12:30 rolls around, and the entire office is starving. Two of the managing directors are still on the phone. Finally around 1pm, they emerge from their offices ready to go to lunch. I am hoping for something like burgers and fries. Instead there is an idiotic decision to go to some Chinese/Vietnamese food establishment. This is no Panda Express. It serves food like in the picture above. I am not a very picky eater these days, but having no idea what is being put on my plate is a little frightening. The food, for the most part, was okay. Okay, meaning that I would never go and pay for it myself.

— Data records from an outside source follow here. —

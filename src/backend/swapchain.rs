// Swapchain - Window presentation
//
// Manages the two images we render to and present to the screen.
// Fixed format, vsync present mode, no recreation.

use super::GraphicsDevice;
use crate::config::{
    DEFAULT_EXTENT, PREFERRED_PRESENT_MODE, PREFERRED_SURFACE_FORMAT, SWAPCHAIN_IMAGE_COUNT,
};
use crate::error::{EngineError, Result, VkResultExt};
use ash::extensions::khr;
use ash::vk;

pub struct PresentationSurface {
    pub swapchain: vk::SwapchainKHR,
    pub swapchain_loader: khr::Swapchain,
    pub images: Vec<vk::Image>,
    pub image_views: Vec<vk::ImageView>,
    pub format: vk::SurfaceFormatKHR,
    pub extent: vk::Extent2D,
}

impl PresentationSurface {
    pub fn new(gpu: &GraphicsDevice) -> Result<Self> {
        let physical_device = gpu.physical_device;
        let surface = gpu.surface;
        let surface_loader = &gpu.surface_loader;

        // Query surface capabilities
        let surface_caps = unsafe {
            surface_loader.get_physical_device_surface_capabilities(physical_device, surface)
        }
        .during("vkGetPhysicalDeviceSurfaceCapabilitiesKHR")?;

        // Query supported formats
        let formats = unsafe {
            surface_loader.get_physical_device_surface_formats(physical_device, surface)
        }
        .during("vkGetPhysicalDeviceSurfaceFormatsKHR")?;

        // Query supported present modes
        let present_modes = unsafe {
            surface_loader.get_physical_device_surface_present_modes(physical_device, surface)
        }
        .during("vkGetPhysicalDeviceSurfacePresentModesKHR")?;

        let surface_format = choose_surface_format(&formats)?;
        let present_mode = choose_present_mode(&present_modes);
        let extent = choose_extent(&surface_caps);
        let image_count = choose_image_count(&surface_caps)?;

        log::info!(
            "Creating swapchain: {}x{}, {:?}, {:?}, {} images",
            extent.width,
            extent.height,
            surface_format.format,
            present_mode,
            image_count
        );

        let swapchain_loader = khr::Swapchain::new(&gpu.instance, &gpu.device);

        let create_info = vk::SwapchainCreateInfoKHR::builder()
            .surface(surface)
            .min_image_count(image_count)
            .image_format(surface_format.format)
            .image_color_space(surface_format.color_space)
            .image_extent(extent)
            .image_array_layers(1)
            .image_usage(vk::ImageUsageFlags::COLOR_ATTACHMENT)
            .image_sharing_mode(vk::SharingMode::EXCLUSIVE)
            .pre_transform(surface_caps.current_transform)
            .composite_alpha(vk::CompositeAlphaFlagsKHR::OPAQUE)
            .present_mode(present_mode)
            .clipped(true);

        let swapchain = unsafe { swapchain_loader.create_swapchain(&create_info, None) }
            .during("vkCreateSwapchainKHR")?;

        let images = match unsafe { swapchain_loader.get_swapchain_images(swapchain) }
            .during("vkGetSwapchainImagesKHR")
        {
            Ok(images) => images,
            Err(e) => {
                unsafe { swapchain_loader.destroy_swapchain(swapchain, None) };
                return Err(e);
            }
        };

        log::info!("Created swapchain with {} images", images.len());

        // One view per image; on failure release the views made so far
        let mut image_views = Vec::with_capacity(images.len());
        for &image in &images {
            match create_image_view(&gpu.device, image, surface_format.format) {
                Ok(view) => image_views.push(view),
                Err(e) => {
                    unsafe {
                        for &view in image_views.iter().rev() {
                            gpu.device.destroy_image_view(view, None);
                        }
                        swapchain_loader.destroy_swapchain(swapchain, None);
                    }
                    return Err(e);
                }
            }
        }

        Ok(Self {
            swapchain,
            swapchain_loader,
            images,
            image_views,
            format: surface_format,
            extent,
        })
    }

    /// Acquire next image for rendering, waiting as long as it takes
    pub fn acquire_next_image(&self, semaphore: vk::Semaphore) -> Result<u32> {
        let (index, suboptimal) = unsafe {
            self.swapchain_loader.acquire_next_image(
                self.swapchain,
                u64::MAX,
                semaphore,
                vk::Fence::null(),
            )
        }
        .during("vkAcquireNextImageKHR")?;

        require_optimal("vkAcquireNextImageKHR", suboptimal)?;
        Ok(index)
    }

    /// Present rendered image to screen
    pub fn present(
        &self,
        queue: vk::Queue,
        image_index: u32,
        wait_semaphore: vk::Semaphore,
    ) -> Result<()> {
        let wait_semaphores = [wait_semaphore];
        let swapchains = [self.swapchain];
        let image_indices = [image_index];

        let present_info = vk::PresentInfoKHR::builder()
            .wait_semaphores(&wait_semaphores)
            .swapchains(&swapchains)
            .image_indices(&image_indices);

        let suboptimal = unsafe { self.swapchain_loader.queue_present(queue, &present_info) }
            .during("vkQueuePresentKHR")?;

        require_optimal("vkQueuePresentKHR", suboptimal)
    }

    /// Destroys the image views, newest first, then the swapchain.
    pub fn releaser(&self) -> impl FnOnce(&ash::Device) + 'static {
        let loader = self.swapchain_loader.clone();
        let swapchain = self.swapchain;
        let image_views = self.image_views.clone();

        move |device| unsafe {
            for &view in image_views.iter().rev() {
                device.destroy_image_view(view, None);
            }
            loader.destroy_swapchain(swapchain, None);
        }
    }
}

fn create_image_view(
    device: &ash::Device,
    image: vk::Image,
    format: vk::Format,
) -> Result<vk::ImageView> {
    let create_info = vk::ImageViewCreateInfo::builder()
        .image(image)
        .view_type(vk::ImageViewType::TYPE_2D)
        .format(format)
        .components(vk::ComponentMapping {
            r: vk::ComponentSwizzle::IDENTITY,
            g: vk::ComponentSwizzle::IDENTITY,
            b: vk::ComponentSwizzle::IDENTITY,
            a: vk::ComponentSwizzle::IDENTITY,
        })
        .subresource_range(vk::ImageSubresourceRange {
            aspect_mask: vk::ImageAspectFlags::COLOR,
            base_mip_level: 0,
            level_count: 1,
            base_array_layer: 0,
            layer_count: 1,
        });

    unsafe { device.create_image_view(&create_info, None) }.during("vkCreateImageView")
}

/// Treat a suboptimal swapchain like any other non-success status.
///
/// The swapchain is never recreated, so there is nothing to recover with.
pub fn require_optimal(op: &'static str, suboptimal: bool) -> Result<()> {
    if suboptimal {
        return Err(EngineError::Vulkan {
            op,
            result: vk::Result::SUBOPTIMAL_KHR,
        });
    }
    Ok(())
}

/// The preferred format/color space pair, or an error; there is no fallback.
pub fn choose_surface_format(formats: &[vk::SurfaceFormatKHR]) -> Result<vk::SurfaceFormatKHR> {
    formats
        .iter()
        .copied()
        .find(|f| {
            f.format == PREFERRED_SURFACE_FORMAT.format
                && f.color_space == PREFERRED_SURFACE_FORMAT.color_space
        })
        .ok_or(EngineError::SurfaceFormatUnavailable {
            format: PREFERRED_SURFACE_FORMAT.format,
            color_space: PREFERRED_SURFACE_FORMAT.color_space,
        })
}

/// The preferred present mode if offered, otherwise FIFO (always supported).
pub fn choose_present_mode(present_modes: &[vk::PresentModeKHR]) -> vk::PresentModeKHR {
    present_modes
        .iter()
        .copied()
        .find(|&mode| mode == PREFERRED_PRESENT_MODE)
        .unwrap_or(vk::PresentModeKHR::FIFO)
}

/// The surface's current extent, or the default window size when the surface
/// reports the `u32::MAX` "defined by the swapchain" sentinel.
pub fn choose_extent(caps: &vk::SurfaceCapabilitiesKHR) -> vk::Extent2D {
    if caps.current_extent.width == u32::MAX && caps.current_extent.height == u32::MAX {
        DEFAULT_EXTENT
    } else {
        caps.current_extent
    }
}

/// Always two images; fails when the surface caps the count below that.
/// A maximum of 0 means unlimited.
pub fn choose_image_count(caps: &vk::SurfaceCapabilitiesKHR) -> Result<u32> {
    if caps.max_image_count != 0 && caps.max_image_count < SWAPCHAIN_IMAGE_COUNT {
        return Err(EngineError::ImageCountUnsupported {
            requested: SWAPCHAIN_IMAGE_COUNT,
            max: caps.max_image_count,
        });
    }
    Ok(SWAPCHAIN_IMAGE_COUNT)
}

#[cfg(test)]
mod tests {
    use super::*;

    fn caps_with_max(max_image_count: u32) -> vk::SurfaceCapabilitiesKHR {
        vk::SurfaceCapabilitiesKHR {
            min_image_count: 1,
            max_image_count,
            current_extent: vk::Extent2D {
                width: 800,
                height: 600,
            },
            ..Default::default()
        }
    }

    #[test]
    fn suboptimal_status_is_an_error() {
        let err = require_optimal("vkQueuePresentKHR", true).unwrap_err();
        assert!(matches!(
            err,
            EngineError::Vulkan {
                op: "vkQueuePresentKHR",
                result: vk::Result::SUBOPTIMAL_KHR
            }
        ));
        assert!(err.to_string().contains("SUBOPTIMAL_KHR"));
    }

    #[test]
    fn optimal_status_passes() {
        assert!(require_optimal("vkAcquireNextImageKHR", false).is_ok());
    }

    #[test]
    fn single_image_surface_is_rejected() {
        let err = choose_image_count(&caps_with_max(1)).unwrap_err();
        assert!(matches!(
            err,
            EngineError::ImageCountUnsupported { requested: 2, max: 1 }
        ));
    }

    #[test]
    fn unlimited_or_roomy_surfaces_get_two_images() {
        for max in [0, 2, 3, 8] {
            assert_eq!(choose_image_count(&caps_with_max(max)).unwrap(), 2, "max = {max}");
        }
    }

    #[test]
    fn format_must_match_exactly() {
        let formats = [
            vk::SurfaceFormatKHR {
                format: vk::Format::B8G8R8A8_SRGB,
                color_space: vk::ColorSpaceKHR::SRGB_NONLINEAR,
            },
            vk::SurfaceFormatKHR {
                format: vk::Format::B8G8R8A8_UNORM,
                color_space: vk::ColorSpaceKHR::EXTENDED_SRGB_LINEAR_EXT,
            },
        ];
        assert!(matches!(
            choose_surface_format(&formats),
            Err(EngineError::SurfaceFormatUnavailable { .. })
        ));

        let mut with_preferred = formats.to_vec();
        with_preferred.push(PREFERRED_SURFACE_FORMAT);
        let chosen = choose_surface_format(&with_preferred).unwrap();
        assert_eq!(chosen.format, vk::Format::B8G8R8A8_UNORM);
        assert_eq!(chosen.color_space, vk::ColorSpaceKHR::SRGB_NONLINEAR);
    }

    #[test]
    fn present_mode_prefers_fifo_and_falls_back_to_it() {
        let modes = [vk::PresentModeKHR::MAILBOX, vk::PresentModeKHR::FIFO];
        assert_eq!(choose_present_mode(&modes), vk::PresentModeKHR::FIFO);

        // Drivers must support FIFO even if they forget to list it
        let modes = [vk::PresentModeKHR::IMMEDIATE];
        assert_eq!(choose_present_mode(&modes), vk::PresentModeKHR::FIFO);
    }

    #[test]
    fn undefined_extent_uses_default_window_size() {
        let mut caps = caps_with_max(0);
        caps.current_extent = vk::Extent2D {
            width: u32::MAX,
            height: u32::MAX,
        };
        assert_eq!(choose_extent(&caps), DEFAULT_EXTENT);
    }

    #[test]
    fn defined_extent_is_used_as_is() {
        let caps = caps_with_max(0);
        assert_eq!(
            choose_extent(&caps),
            vk::Extent2D {
                width: 800,
                height: 600
            }
        );
    }
}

I sent that to him, and he has had much less to say lately. The two of them first ask me what I would like to do after I graduate. It is now my turn to placate them. I tell them that I would really like to work for them at this investment bank. Then I tell them about the internet business I would really like to start as well. They attempt to rip my business plan to shreds, but I am far from discouraged. When I retire the day before I turn thirty, they won’t be invited to the shitshow.

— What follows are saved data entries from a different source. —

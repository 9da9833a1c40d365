// Render pass and framebuffers
//
// A single color attachment (the swapchain image): cleared on load, stored,
// and left ready for presentation. One framebuffer per swapchain image.

use super::{GraphicsDevice, PresentationSurface};
use crate::error::{EngineError, Result, VkResultExt};
use ash::vk;

pub struct RenderTargetPass {
    pub render_pass: vk::RenderPass,
    /// Indexed like the swapchain images
    pub framebuffers: Vec<vk::Framebuffer>,
    pub extent: vk::Extent2D,
}

impl RenderTargetPass {
    pub fn new(gpu: &GraphicsDevice, surface: &PresentationSurface) -> Result<Self> {
        let device = &gpu.device;
        let render_pass = create_render_pass(device, surface.format.format)?;

        match create_framebuffers(device, &surface.image_views, render_pass, surface.extent) {
            Ok(framebuffers) => {
                log::info!("Created render pass with {} framebuffers", framebuffers.len());
                Ok(Self {
                    render_pass,
                    framebuffers,
                    extent: surface.extent,
                })
            }
            Err(e) => {
                unsafe { device.destroy_render_pass(render_pass, None) };
                Err(e)
            }
        }
    }

    /// Framebuffer wrapping the swapchain image at `image_index`.
    pub fn framebuffer(&self, image_index: u32) -> Result<vk::Framebuffer> {
        self.framebuffers
            .get(image_index as usize)
            .copied()
            .ok_or(EngineError::ImageIndexOutOfRange {
                index: image_index,
                count: self.framebuffers.len(),
            })
    }

    /// Destroys the framebuffers, newest first, then the render pass.
    pub fn releaser(&self) -> impl FnOnce(&ash::Device) + 'static {
        let render_pass = self.render_pass;
        let framebuffers = self.framebuffers.clone();

        move |device| unsafe {
            for &framebuffer in framebuffers.iter().rev() {
                device.destroy_framebuffer(framebuffer, None);
            }
            device.destroy_render_pass(render_pass, None);
        }
    }
}

/// Attachment, subpass and dependency descriptions for the color-only pass.
pub fn render_pass_layout(
    format: vk::Format,
) -> (vk::AttachmentDescription, vk::AttachmentReference, vk::SubpassDependency) {
    // Color attachment (the swapchain image)
    let color_attachment = vk::AttachmentDescription::builder()
        .format(format)
        .samples(vk::SampleCountFlags::TYPE_1)
        .load_op(vk::AttachmentLoadOp::CLEAR)
        .store_op(vk::AttachmentStoreOp::STORE)
        .stencil_load_op(vk::AttachmentLoadOp::DONT_CARE)
        .stencil_store_op(vk::AttachmentStoreOp::DONT_CARE)
        .initial_layout(vk::ImageLayout::UNDEFINED)
        .final_layout(vk::ImageLayout::PRESENT_SRC_KHR)
        .build();

    let color_attachment_ref = vk::AttachmentReference::builder()
        .attachment(0)
        .layout(vk::ImageLayout::COLOR_ATTACHMENT_OPTIMAL)
        .build();

    // The layout transition at the start of the pass must wait until the
    // acquire semaphore has been waited on at this same stage
    let dependency = vk::SubpassDependency::builder()
        .src_subpass(vk::SUBPASS_EXTERNAL)
        .dst_subpass(0)
        .src_stage_mask(vk::PipelineStageFlags::COLOR_ATTACHMENT_OUTPUT)
        .src_access_mask(vk::AccessFlags::empty())
        .dst_stage_mask(vk::PipelineStageFlags::COLOR_ATTACHMENT_OUTPUT)
        .dst_access_mask(vk::AccessFlags::COLOR_ATTACHMENT_WRITE)
        .build();

    (color_attachment, color_attachment_ref, dependency)
}

fn create_render_pass(device: &ash::Device, format: vk::Format) -> Result<vk::RenderPass> {
    let (color_attachment, color_attachment_ref, dependency) = render_pass_layout(format);

    let color_attachments = &[color_attachment_ref];
    let subpass = vk::SubpassDescription::builder()
        .pipeline_bind_point(vk::PipelineBindPoint::GRAPHICS)
        .color_attachments(color_attachments)
        .build();

    let attachments = &[color_attachment];
    let subpasses = &[subpass];
    let dependencies = &[dependency];

    let render_pass_info = vk::RenderPassCreateInfo::builder()
        .attachments(attachments)
        .subpasses(subpasses)
        .dependencies(dependencies);

    unsafe { device.create_render_pass(&render_pass_info, None) }.during("vkCreateRenderPass")
}

fn create_framebuffers(
    device: &ash::Device,
    image_views: &[vk::ImageView],
    render_pass: vk::RenderPass,
    extent: vk::Extent2D,
) -> Result<Vec<vk::Framebuffer>> {
    let mut framebuffers = Vec::with_capacity(image_views.len());

    for &image_view in image_views {
        let attachments = &[image_view];
        let framebuffer_info = vk::FramebufferCreateInfo::builder()
            .render_pass(render_pass)
            .attachments(attachments)
            .width(extent.width)
            .height(extent.height)
            .layers(1);

        match unsafe { device.create_framebuffer(&framebuffer_info, None) }
            .during("vkCreateFramebuffer")
        {
            Ok(framebuffer) => framebuffers.push(framebuffer),
            Err(e) => {
                unsafe {
                    for &framebuffer in framebuffers.iter().rev() {
                        device.destroy_framebuffer(framebuffer, None);
                    }
                }
                return Err(e);
            }
        }
    }

    Ok(framebuffers)
}

#[cfg(test)]
mod tests {
    use super::*;
    use ash::vk::Handle;

    #[test]
    fn attachment_clears_and_ends_presentable() {
        let (attachment, reference, _) = render_pass_layout(vk::Format::B8G8R8A8_UNORM);

        assert_eq!(attachment.format, vk::Format::B8G8R8A8_UNORM);
        assert_eq!(attachment.samples, vk::SampleCountFlags::TYPE_1);
        assert_eq!(attachment.load_op, vk::AttachmentLoadOp::CLEAR);
        assert_eq!(attachment.store_op, vk::AttachmentStoreOp::STORE);
        assert_eq!(attachment.initial_layout, vk::ImageLayout::UNDEFINED);
        assert_eq!(attachment.final_layout, vk::ImageLayout::PRESENT_SRC_KHR);

        assert_eq!(reference.attachment, 0);
        assert_eq!(reference.layout, vk::ImageLayout::COLOR_ATTACHMENT_OPTIMAL);
    }

    #[test]
    fn external_dependency_guards_color_output() {
        let (_, _, dependency) = render_pass_layout(vk::Format::B8G8R8A8_UNORM);

        assert_eq!(dependency.src_subpass, vk::SUBPASS_EXTERNAL);
        assert_eq!(dependency.dst_subpass, 0);
        assert_eq!(
            dependency.src_stage_mask,
            vk::PipelineStageFlags::COLOR_ATTACHMENT_OUTPUT
        );
        assert_eq!(dependency.src_access_mask, vk::AccessFlags::empty());
        assert_eq!(
            dependency.dst_stage_mask,
            vk::PipelineStageFlags::COLOR_ATTACHMENT_OUTPUT
        );
        assert_eq!(
            dependency.dst_access_mask,
            vk::AccessFlags::COLOR_ATTACHMENT_WRITE
        );
    }

    #[test]
    fn framebuffer_lookup_follows_image_index() {
        let targets = RenderTargetPass {
            render_pass: vk::RenderPass::null(),
            framebuffers: vec![vk::Framebuffer::from_raw(10), vk::Framebuffer::from_raw(11)],
            extent: vk::Extent2D {
                width: 600,
                height: 600,
            },
        };

        assert_eq!(targets.framebuffer(1).unwrap(), vk::Framebuffer::from_raw(11));
        assert_eq!(targets.framebuffer(0).unwrap(), vk::Framebuffer::from_raw(10));
        assert!(matches!(
            targets.framebuffer(2),
            Err(EngineError::ImageIndexOutOfRange { index: 2, count: 2 })
        ));
    }
}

I tell them the politically correct things that I am sure they don’t believe. Like how “it’s about brotherhood, not chicks and beer.” It’s chicks and liquor actually. They keep pressing me for more though. They ask me, “How much do you drink?” That’s a loaded question. There is no right answer. If I tell them the truth, there will be no job offer at the end of the summer. If I underwhelm their expectations, I’m an even bigger pussy than they already take me for. I decide to side-step the question by asking them if they know what a “Power Hour” is. They don’t. I explain how it’s taking a shot of beer every minute for sixty minutes, resulting in a total of about 8 beers in an hour. They gasp. Forget explaining “Century Club.” The Notre Dame pansy says he would be passed out. That doesn’t even encompass pre-gaming for me. The next question is, “How much did you drink last weekend?” I decide to divide by three. I tell them probably around 7-8 beers and 3 cocktails on Saturday night. This still alarmed them. I tell them I went to two Dodger games (which was true), and they relaxed.
I am now scared to say anything more so I change the subject. I tell them that I believe Bank of America’s stock is the most undervalued stock on the market. They kinda shoot me down, saying that financials haven’t hit rock bottom yet. Fucking morons. Bank of America is up 61.5% since that lunch. If only I had one dollar to my name, maybe I could retire even earlier.